By his own admission, he was an independent child. He didn’t see anything unusual about  becoming a customer-service representative at Target to help his mother pay the bills.

“I worked there after school, but I also did a lot of after-school activities,” he says. “And I was an excellent student.”

By the time he was 16, the family had settled in Denver, and Jagadisa-devasri had become a vegetarian. He also, on his own initiative, took up meditation and yoga.

Photo by Nancy A. Ruhling

He starts every day on the yoga mat.

“I stopped eating meat cold turkey,” he says. “At that time and in that place, nobody was into these things. All of this just seemed right even though it made me seem weird.”

Jagadisa-devasri’s good grades got him a significant scholarship to the University of California, Berkeley. He worked and took out loans to fill the financial gap.

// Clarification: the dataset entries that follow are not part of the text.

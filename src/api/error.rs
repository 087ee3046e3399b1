// ==========================================
// 蛋鸡场运营 ERP - API层错误类型
// ==========================================
// 职责: 定义API层错误类型，将仓储/引擎/导入错误转换为用户可读的错误消息
// ==========================================

use crate::engine::error::EngineError;
use crate::importer::error::ImportError;
use crate::repository::error::RepositoryError;
use thiserror::Error;

/// API层错误类型
#[derive(Error, Debug)]
pub enum ApiError {
    // ==========================================
    // 业务规则错误
    // ==========================================
    #[error("无效输入: {0}")]
    InvalidInput(String),

    #[error("资源未找到: {0}")]
    NotFound(String),

    #[error("业务规则违反: {0}")]
    BusinessRuleViolation(String),

    #[error("数据验证失败: {0}")]
    ValidationError(String),

    // ==========================================
    // 数据访问错误
    // ==========================================
    #[error("数据库错误: {0}")]
    DatabaseError(String),

    #[error("数据库连接失败: {0}")]
    DatabaseConnectionError(String),

    #[error("数据库事务失败: {0}")]
    DatabaseTransactionError(String),

    // ==========================================
    // 导入错误
    // ==========================================
    #[error("文件导入失败: {0}")]
    ImportError(String),

    // ==========================================
    // 通用错误
    // ==========================================
    #[error("内部错误: {0}")]
    InternalError(String),

    #[error(transparent)]
    Other(#[from] anyhow::Error),
}

// ==========================================
// 从 RepositoryError 转换
// ==========================================
impl From<RepositoryError> for ApiError {
    fn from(err: RepositoryError) -> Self {
        match err {
            RepositoryError::NotFound { entity, id } => {
                ApiError::NotFound(format!("{}(id={})不存在", entity, id))
            }
            RepositoryError::DatabaseConnectionError(msg) => ApiError::DatabaseConnectionError(msg),
            RepositoryError::DatabaseTransactionError(msg) => {
                ApiError::DatabaseTransactionError(msg)
            }
            RepositoryError::LockError(msg) => {
                ApiError::DatabaseConnectionError(format!("数据库锁获取失败: {}", msg))
            }
            RepositoryError::DatabaseQueryError(msg) => ApiError::DatabaseError(msg),
            RepositoryError::UniqueConstraintViolation(msg) => {
                ApiError::BusinessRuleViolation(format!("唯一约束违反: {}", msg))
            }
            RepositoryError::ForeignKeyViolation(msg) => {
                ApiError::BusinessRuleViolation(format!("外键约束违反: {}", msg))
            }
            RepositoryError::ValidationError(msg) => ApiError::ValidationError(msg),
            RepositoryError::FieldValueError { field, message } => {
                ApiError::InvalidInput(format!("字段{}错误: {}", field, message))
            }
            RepositoryError::InternalError(msg) => ApiError::InternalError(msg),
            RepositoryError::Other(err) => ApiError::Other(err),
        }
    }
}

// ==========================================
// 从 EngineError 转换
// ==========================================
impl From<EngineError> for ApiError {
    fn from(err: EngineError) -> Self {
        match err {
            EngineError::InvalidDateRange { .. } | EngineError::InvalidMonth(_) => {
                ApiError::InvalidInput(err.to_string())
            }
            EngineError::Repository(e) => ApiError::from(e),
        }
    }
}

// ==========================================
// 从 ImportError 转换
// ==========================================
impl From<ImportError> for ApiError {
    fn from(err: ImportError) -> Self {
        match err {
            ImportError::FileNotFound(path) => ApiError::NotFound(format!("文件{}不存在", path)),
            ImportError::Repository(e) => ApiError::from(e),
            other => ApiError::ImportError(other.to_string()),
        }
    }
}

/// Result 类型别名
pub type ApiResult<T> = Result<T, ApiError>;

#[cfg(test)]
mod tests {
    use super::*;
    use chrono::NaiveDate;

    #[test]
    fn test_repository_error_conversion() {
        let repo_err = RepositoryError::NotFound {
            entity: "Alert".to_string(),
            id: "A001".to_string(),
        };
        let api_err: ApiError = repo_err.into();
        match api_err {
            ApiError::NotFound(msg) => {
                assert!(msg.contains("Alert"));
                assert!(msg.contains("A001"));
            }
            _ => panic!("Expected NotFound"),
        }

        let api_err: ApiError = RepositoryError::LockError("poisoned".to_string()).into();
        assert!(matches!(api_err, ApiError::DatabaseConnectionError(_)));
    }

    #[test]
    fn test_engine_error_conversion() {
        let err = EngineError::InvalidDateRange {
            start: NaiveDate::from_ymd_opt(2025, 8, 3).unwrap(),
            end: NaiveDate::from_ymd_opt(2025, 8, 1).unwrap(),
        };
        match ApiError::from(err) {
            ApiError::InvalidInput(msg) => assert!(msg.contains("2025-08-03")),
            other => panic!("Expected InvalidInput, got {:?}", other),
        }

        let err = EngineError::Repository(RepositoryError::DatabaseQueryError("x".to_string()));
        assert!(matches!(ApiError::from(err), ApiError::DatabaseError(_)));
    }

    #[test]
    fn test_import_error_conversion() {
        let err = ImportError::MissingColumn("log_date".to_string());
        assert!(matches!(ApiError::from(err), ApiError::ImportError(_)));

        let err = ImportError::FileNotFound("a.csv".to_string());
        assert!(matches!(ApiError::from(err), ApiError::NotFound(_)));
    }
}
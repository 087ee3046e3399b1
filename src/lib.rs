// ==========================================
// 蛋鸡场运营 ERP - 核心库
// ==========================================
// 技术栈: Rust + SQLite
// 核心: 日成本分摊 + 库存阈值告警 + 月度工资汇总
// ==========================================

// ==========================================
// 模块声明
// ==========================================

// 领域层 - 实体与类型
pub mod domain;

// 数据仓储层 - 数据访问
pub mod repository;

// 引擎层 - 业务规则
pub mod engine;

// 导入层 - 外部数据
pub mod importer;

// 配置层 - 系统配置
pub mod config;

// 数据库基础设施（连接初始化/PRAGMA 统一/建表）
pub mod db;

// 日志系统
pub mod logging;

// API 层 - 业务接口
pub mod api;

// 应用层 - 组装
pub mod app;

// ==========================================
// 重导出核心类型
// ==========================================

// 领域类型
pub use domain::types::{AllocationMode, AttendanceStatus, ComparisonType, ThresholdKind};

// 领域实体
pub use domain::{
    Alert, AlertThreshold, DailyCost, DailyCostResult, DailyLog, FeedBatch, HouseAllocation,
    InventoryItem, Laborer, MonthlyPayroll, NewAlert, OperatingCost, WorkAssignment,
};

// 引擎
pub use engine::{
    AlertEngineConfig, AlertPassResult, CostAllocationEngine, CostEngineConfig, PayrollEngine,
    ThresholdAlertEngine,
};

// API
pub use api::{ActivityApi, AlertApi, CostApi, PayrollApi};

// ==========================================
// 常量定义
// ==========================================

// 系统版本
pub const VERSION: &str = env!("CARGO_PKG_VERSION");

// 系统名称
pub const APP_NAME: &str = "蛋鸡场运营 ERP";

“I wanted to study marine biology,” he says. “About a year in, though, I decided that I wanted to give back to the communities I belonged to.”

The best way to do that, he figured, was to become a social worker.

“I had had positive experiences with them as a child,” he says, adding that he considered them miracle workers. “At that time, there were not many social workers like me – black and male.”

Photo by Nancy A. Ruhling

Jagadisa-devasri’s research focus is HIV prevention in high-risk groups.

After he got his bachelor’s degrees – one in social work, the other in Spanish – he took a job at Head Start in San Francisco.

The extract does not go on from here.